Entanglements: Envisioning World Literature from the Global South scrutinizes current debates to bring historical and contemporary South-South entanglements to the fore and to develop a new understanding of world literature in a multipolar world of globalized modernity. The volume challenges established ideas of world literature by rethinking the concept along the notion of “entanglements”: as a field of variously criss-crossing relations of literary activity beyond the confines of literary canons, cultural containers, or national borders.
The collection presents individual case studies from a variety of language traditions that focus on particular literary relationships and practices across Africa, the Americas, Asia, and Europe as well as new fictional, poetical, and theoretical conceptions of world literature in order to broaden our understanding of the multilateral entanglements within a widening communicative network that shape our globalized world.
Sobre o autor
Andrea Gremels is a researcher and lecturer of Francophone and Hispanic Literatures and Cultures at the Department of Romance Languages and Literatures at Goethe University Frankfurt. She has published widely on Caribbean and Latin American literature, film, and other media, transcultural studies, postcolonial theory, and international surrealism. She is Executive Board member of the International Society for the Study of Surrealism (ISSS) and a former Alexander von Humboldt Fellow in Paris and Berlin.

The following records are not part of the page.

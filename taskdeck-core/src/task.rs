//! Task entity model for Taskdeck.
//!
//! Defines the canonical task record shape shared by the client collection
//! and backends, the creation/patch payloads, and the derived predicates
//! (`is_overdue`) and collection stats. The entity carries no behavior
//! beyond pure computation.

use chrono::{DateTime, Utc};
use serde::{Deserialize, Serialize};
use uuid::Uuid;

/// Minimum allowed task title length in characters.
///
/// Enforced at the input boundary (and by backends), never by the
/// client collection itself.
pub const TITLE_MIN_LENGTH: usize = 3;

/// Maximum allowed task title length in characters.
pub const TITLE_MAX_LENGTH: usize = 50;

/// Maximum allowed task description length in characters.
pub const DESCRIPTION_MAX_LENGTH: usize = 200;

/// Unique identifier for a task, based on UUID v7 for time-ordering.
///
/// Ids are assigned by the remote store at creation time and are
/// immutable for the task's lifetime.
#[derive(Debug, Clone, PartialEq, Eq, Hash, Serialize, Deserialize)]
pub struct TaskId(Uuid);

impl TaskId {
    /// Creates a new time-ordered task identifier (UUID v7).
    #[must_use]
    pub fn new() -> Self {
        Self(Uuid::now_v7())
    }

    /// Creates a `TaskId` from an existing UUID.
    #[must_use]
    pub const fn from_uuid(uuid: Uuid) -> Self {
        Self(uuid)
    }

    /// Returns the inner UUID value.
    #[must_use]
    pub const fn as_uuid(&self) -> &Uuid {
        &self.0
    }
}

impl Default for TaskId {
    fn default() -> Self {
        Self::new()
    }
}

impl std::fmt::Display for TaskId {
    fn fmt(&self, f: &mut std::fmt::Formatter<'_>) -> std::fmt::Result {
        write!(f, "{}", self.0)
    }
}

/// Closed category enumeration for a task.
#[derive(Debug, Clone, Copy, PartialEq, Eq, Hash, Serialize, Deserialize)]
#[serde(rename_all = "lowercase")]
pub enum Category {
    /// Work-related task.
    Work,
    /// Personal task.
    Personal,
    /// Urgent task.
    Urgent,
    /// Anything else.
    Other,
}

impl std::fmt::Display for Category {
    fn fmt(&self, f: &mut std::fmt::Formatter<'_>) -> std::fmt::Result {
        match self {
            Self::Work => write!(f, "work"),
            Self::Personal => write!(f, "personal"),
            Self::Urgent => write!(f, "urgent"),
            Self::Other => write!(f, "other"),
        }
    }
}

/// Task priority. Absence of a priority is treated as lowest
/// priority for ordering purposes.
#[derive(Debug, Clone, Copy, PartialEq, Eq, Hash, Serialize, Deserialize)]
#[serde(rename_all = "lowercase")]
pub enum Priority {
    /// Low priority.
    Low,
    /// Medium priority.
    Medium,
    /// High priority.
    High,
}

impl Priority {
    /// Numeric rank used by the comparator engine: low 1, medium 2, high 3.
    #[must_use]
    pub const fn rank(self) -> u8 {
        match self {
            Self::Low => 1,
            Self::Medium => 2,
            Self::High => 3,
        }
    }
}

impl std::fmt::Display for Priority {
    fn fmt(&self, f: &mut std::fmt::Formatter<'_>) -> std::fmt::Result {
        match self {
            Self::Low => write!(f, "low"),
            Self::Medium => write!(f, "medium"),
            Self::High => write!(f, "high"),
        }
    }
}

/// The core task entity.
///
/// `id`, `created`, and `updated` are owned by the remote store: `id` and
/// `created` are immutable, `updated` is bumped on every mutation. `order`
/// is the manual-sort position; values are not guaranteed unique or
/// contiguous, only their relative order matters.
#[derive(Debug, Clone, PartialEq, Serialize, Deserialize)]
#[serde(rename_all = "camelCase")]
pub struct Task {
    /// Unique identifier, assigned by the remote store.
    pub id: TaskId,
    /// Short title (3-50 characters at the input boundary).
    pub title: String,
    /// Longer free text, possibly empty (up to 200 characters).
    #[serde(default)]
    pub description: String,
    /// Closed category.
    pub category: Category,
    /// Completion flag.
    #[serde(default)]
    pub completed: bool,
    /// Manual-sort position.
    #[serde(default)]
    pub order: i64,
    /// Optional priority; `None` ranks lowest.
    #[serde(default)]
    pub priority: Option<Priority>,
    /// Optional deadline; `None` means no deadline.
    #[serde(default)]
    pub due_date: Option<DateTime<Utc>>,
    /// Creation timestamp, set by the remote store.
    pub created: DateTime<Utc>,
    /// Last-mutation timestamp, bumped by the remote store.
    pub updated: DateTime<Utc>,
}

impl Task {
    /// Returns true iff the task is incomplete, has a due date, and that
    /// due date is in the past relative to `now`.
    ///
    /// Derived on demand, never stored.
    #[must_use]
    pub fn is_overdue(&self, now: DateTime<Utc>) -> bool {
        !self.completed && self.due_date.is_some_and(|due| due < now)
    }
}

/// Payload for creating a task: a [`Task`] minus the store-owned fields
/// (`id`, `created`, `updated`).
#[derive(Debug, Clone, PartialEq, Serialize, Deserialize)]
#[serde(rename_all = "camelCase")]
pub struct CreateTaskData {
    /// Task title.
    pub title: String,
    /// Task description, empty by default.
    #[serde(default)]
    pub description: String,
    /// Task category.
    pub category: Category,
    /// Completion flag, false by default.
    #[serde(default)]
    pub completed: bool,
    /// Manual-sort position, 0 by default.
    #[serde(default)]
    pub order: i64,
    /// Optional priority.
    #[serde(default)]
    pub priority: Option<Priority>,
    /// Optional deadline.
    #[serde(default)]
    pub due_date: Option<DateTime<Utc>>,
}

impl CreateTaskData {
    /// Creates a payload with the given title and category and the
    /// defaults for everything else (`completed` false, `order` 0,
    /// empty description, no priority, no due date).
    #[must_use]
    pub fn new(title: impl Into<String>, category: Category) -> Self {
        Self {
            title: title.into(),
            description: String::new(),
            category,
            completed: false,
            order: 0,
            priority: None,
            due_date: None,
        }
    }
}

/// Partial update to a task. Fields left as `None` are untouched.
///
/// `priority` and `due_date` are double-optional so a patch can clear
/// them: `Some(None)` clears, `Some(Some(v))` sets, `None` leaves alone.
#[derive(Debug, Clone, Default, PartialEq, Serialize, Deserialize)]
#[serde(rename_all = "camelCase")]
pub struct TaskPatch {
    /// New title, if any.
    #[serde(default, skip_serializing_if = "Option::is_none")]
    pub title: Option<String>,
    /// New description, if any.
    #[serde(default, skip_serializing_if = "Option::is_none")]
    pub description: Option<String>,
    /// New category, if any.
    #[serde(default, skip_serializing_if = "Option::is_none")]
    pub category: Option<Category>,
    /// New completion flag, if any.
    #[serde(default, skip_serializing_if = "Option::is_none")]
    pub completed: Option<bool>,
    /// New manual-sort position, if any.
    #[serde(default, skip_serializing_if = "Option::is_none")]
    pub order: Option<i64>,
    /// New priority (`Some(None)` clears it), if any.
    #[serde(default, skip_serializing_if = "Option::is_none")]
    pub priority: Option<Option<Priority>>,
    /// New due date (`Some(None)` clears it), if any.
    #[serde(default, skip_serializing_if = "Option::is_none")]
    pub due_date: Option<Option<DateTime<Utc>>>,
}

impl TaskPatch {
    /// A patch that only toggles the completion flag.
    #[must_use]
    pub fn completed(completed: bool) -> Self {
        Self {
            completed: Some(completed),
            ..Self::default()
        }
    }

    /// A patch that only moves the task to a new manual-sort position.
    #[must_use]
    pub fn order(order: i64) -> Self {
        Self {
            order: Some(order),
            ..Self::default()
        }
    }

    /// Returns true if the patch changes nothing.
    #[must_use]
    pub const fn is_empty(&self) -> bool {
        self.title.is_none()
            && self.description.is_none()
            && self.category.is_none()
            && self.completed.is_none()
            && self.order.is_none()
            && self.priority.is_none()
            && self.due_date.is_none()
    }

    /// Applies every present field to `task`, leaving the store-owned
    /// fields (`id`, `created`, `updated`) alone.
    pub fn apply_to(&self, task: &mut Task) {
        if let Some(title) = &self.title {
            task.title.clone_from(title);
        }
        if let Some(description) = &self.description {
            task.description.clone_from(description);
        }
        if let Some(category) = self.category {
            task.category = category;
        }
        if let Some(completed) = self.completed {
            task.completed = completed;
        }
        if let Some(order) = self.order {
            task.order = order;
        }
        if let Some(priority) = self.priority {
            task.priority = priority;
        }
        if let Some(due_date) = self.due_date {
            task.due_date = due_date;
        }
    }
}

/// Derived headline counts over a task collection.
#[derive(Debug, Clone, Copy, PartialEq, Eq, Default)]
pub struct TaskStats {
    /// Every task.
    pub total: usize,
    /// Tasks with `completed` set.
    pub completed: usize,
    /// Tasks without `completed` set.
    pub active: usize,
    /// Incomplete tasks whose due date has passed.
    pub overdue: usize,
}

impl TaskStats {
    /// Computes the counts for `tasks` relative to `now`.
    #[must_use]
    pub fn collect(tasks: &[Task], now: DateTime<Utc>) -> Self {
        let completed = tasks.iter().filter(|t| t.completed).count();
        Self {
            total: tasks.len(),
            completed,
            active: tasks.len() - completed,
            overdue: tasks.iter().filter(|t| t.is_overdue(now)).count(),
        }
    }
}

Maren Scheurer is a researcher and lecturer at the Department for Comparative Literature at Goethe University Frankfurt. She is author of Transferences: The Aesthetics and Poetics of the Therapeutic Relationship, and she has published essays on psychoanalysis, literature, and other media as well as late-nineteenth-century transformations of realism in a wide range of journals and edited collections. With Aimee Pozorski, she serves as executive co-editor of Philip Roth Studies.
Frank Schulze-Engler is professor of New Anglophone Literatures and Cultures at the Institute of English and American Studies at Goethe University Frankfurt. He has published widely on African, Asian, and indigenous literature and culture, postcolonial theory, and transculturality in a world of globalized modernity. He was joint project leader of “Africa’s Asian Options” (AFRASO) funded by the German Federal Ministry of Education and Research. He serves as co-editor of Matatu: Journal for African Culture and Society.
Jarula M. I. Wegner is Adjunct Lecturer at the Department of English and American Studies at the University of Frankfurt and co-founder of the Interdisciplinary Memory Studies Group at the Frankfurt Humanities Research Centre. He holds degrees in Chinese, German, and English with a doctoral thesis on “Transcultural Memory Constellations in Caribbean Carnivals”. He has been Visiting Scholar at Columbia University, the University of Warwick, and the University of the West Indies.